Blount Island History

History

The concept of the maritime prepositioning force emerged in the late 1970s as the Marine Corps sought to project combat power more rapidly without prolonged buildup. President Jimmy Carter’s 1977 directive establishing the Rapid Deployment Joint Task Force laid the groundwork. By 1979, the Marine Corps began loading equipment and supplies aboard Military Sealift Command ships, creating a forward-positioned capability that reduced reliance on strategic lift and enabled rapid response.

By 1981, the first maritime prepositioning force ships were fully operational, with maintenance and support nodes established at Diego Garcia, Okinawa and Subic Bay. That same year, the United States and Norway signed an agreement to preposition equipment for the reinforcement of Norway. The initial program, known as the Norway Air-Landed Marine Expeditionary Brigade, achieved operational capability in 1990, using climate-controlled caves to preserve equipment for cold-weather operations.

The value of maritime prepositioning was proven during Operations Desert Shield and Desert Storm. The 7th Marine Expeditionary Brigade deployed to Saudi Arabia and, within days of arrival, established defensive positions using prepositioned equipment—validating the concept for large-scale expeditionary power projection.

Throughout the 1990s and 2000s, prepositioned assets supported crisis response and humanitarian missions, including Operation Fiery Vigil in the Philippines, Operation Restore Hope in Somalia and Operation Iraqi Freedom beginning in 2003. As expeditionary operations ashore expanded, the Marine Corps adapted its prepositioning model to include theater-based augmentation.

In 2005, two developments reshaped the enterprise. The Marine Air-Ground Task Force Augmentation Program–Kuwait was established under the U.S.-Kuwait Defense Cooperation Agreement to provide Marine expeditionary units with equipment maintained and configured for immediate operational employment ashore in support of operations within the U.S. Central Command area. Managed by Blount Island Command, MAP-K sustained approximately 1,500 principal end items, including armored vehicles, tanks and communications systems, supporting operations such as Enduring Freedom, Iraqi Freedom, New Dawn and Inherent Resolve.

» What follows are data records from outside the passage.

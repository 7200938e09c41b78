use log::{Level, LevelFilter, Log, Metadata, Record};
use std::io::Write;
use std::time::{SystemTime, UNIX_EPOCH};

/// Minimal stderr logger behind the `log` facade.
pub struct Logger {
    severity: Level,
    enable_colors: bool,
}

impl Logger {
    pub fn new(severity: Level, enable_colors: bool) -> Self {
        Logger {
            severity,
            enable_colors,
        }
    }

    /// Get current timestamp as string
    fn get_timestamp() -> String {
        let now = SystemTime::now()
            .duration_since(UNIX_EPOCH)
            .unwrap_or_default();

        let secs = now.as_secs();
        let hours = (secs / 3600) % 24;
        let minutes = (secs / 60) % 60;
        let seconds = secs % 60;

        format!("{:02}:{:02}:{:02}", hours, minutes, seconds)
    }

    /// Get color code for log level
    fn get_color(level: Level) -> &'static str {
        match level {
            Level::Error => "\x1b[31m",
            Level::Warn => "\x1b[33m",
            Level::Info => "\x1b[36m",
            Level::Debug => "\x1b[35m",
            Level::Trace => "\x1b[37m",
        }
    }

    /// Initialize logger with environment variables
    pub fn init() -> Result<(), log::SetLoggerError> {
        let severity = std::env::var("QUILL_LOG")
            .or_else(|_| std::env::var("RUST_LOG"))
            .unwrap_or_else(|_| "info".to_string())
            .parse::<Level>()
            .unwrap_or(Level::Info);

        let enable_colors = std::env::var("NO_COLOR").is_err();

        let logger = Logger::new(severity, enable_colors);
        log::set_max_level(LevelFilter::Trace);
        log::set_logger(Box::leak(Box::new(logger)))?;
        Ok(())
    }
}

impl Log for Logger {
    fn enabled(&self, metadata: &Metadata) -> bool {
        metadata.level() <= self.severity
    }

    fn log(&self, record: &Record) {
        if !self.enabled(record.metadata()) {
            return;
        }

        let timestamp = Self::get_timestamp();
        let level_str = record.level().as_str();
        let args = record.args();

        let formatted_message = if self.enable_colors {
            let color = Self::get_color(record.level());
            format!("{color}[{timestamp}] {level_str}\x1b[0m {args}\n")
        } else {
            format!("[{timestamp}] {level_str} {args}\n")
        };

        let _ = std::io::stderr().write_all(formatted_message.as_bytes());
    }

    fn flush(&self) {
        let _ = std::io::stderr().flush();
    }
}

That same year, the Norway program was refocused and renamed the Marine Corps Prepositioning Program–Norway. Directed by a commandant-level review, the program shifted from a general equipment stock to a balanced Marine air-ground task force set. Today, MCPP-N includes a shore-based infantry battalion task force, aviation support equipment and specialized extreme cold-weather equipment. It supports reinforcement of Norway, crisis response in Europe and functions as a critical node within the Marine Corps’ global positioning network.

 

Property Leased, Later Purchased

Loading a ship at Blount IslandBlount Island Command, established Sept. 1, 1989, became the central hub for managing, maintaining and modernizing prepositioned assets. In 1986, the Marine Corps leased 262 acres of Blount Island from Gate Maritime Properties for $11 million annually. With the lease set to expire in 2004, the Corps allocated $115.7 million to purchase the property. Negotiations stalled when the land was valued between $160 million and $200 million. In August 2004, the Marine Corps acquired 1,100 acres through eminent domain, initially paying $101 million. A jury later determined the fair value to be $160 million. On Nov. 21, 2006, Marine Corps Support Facility Blount Island was activated as the host installation for Blount Island Command under Marine Corps Installations East at Camp Lejeune, North Carolina.

With shifts in defense strategy and the transition to distributed operations aligned with Force Design, MAP-K concluded in 2022, marking the Marine Corps’ move toward more agile, globally distributed sustainment models. MCPP-N remains a key component of that architecture, integrating modernization and sustainment practices to support deterrence and rapid reinforcement in the European theater.

Today, Blount Island Command operationalizes dynamic maritime sustainment by integrating lessons from the Maritime Prepositioning Force, MAP-K and MCPP-N. Through disciplined lifecycle management, modernization and enterprise asset visibility, BICmd ensures equipment is positioned, regenerated and sustained across the global positioning network, maintained and configured for immediate operational employment in support of combat-ready Marine forces.

Marine Corps Support Facility Blount Island provides the secure and resilient infrastructure that underwrites this enterprise.

Every 42 months, maritime prepositioning ships undergo dry-docking for inspection and maintenance. During these periods, Blount Island Command teams inspect, repair, test and modernize equipment to ensure alignment with current and future force structures.

In 2024, Blount Island Command marked its 38th anniversary and received its sixth Meritorious Unit Commendation for supporting four geographic combatant commands, participating in seven large-scale exercises and executing 18 time-sensitive presidential directives. From maritime squadrons to Norway’s cave complexes to distributed sustainment nodes, Blount Island Command has evolved into the Marine Corps’ center of excellence for global prepositioning—sustaining warfighting readiness at scale.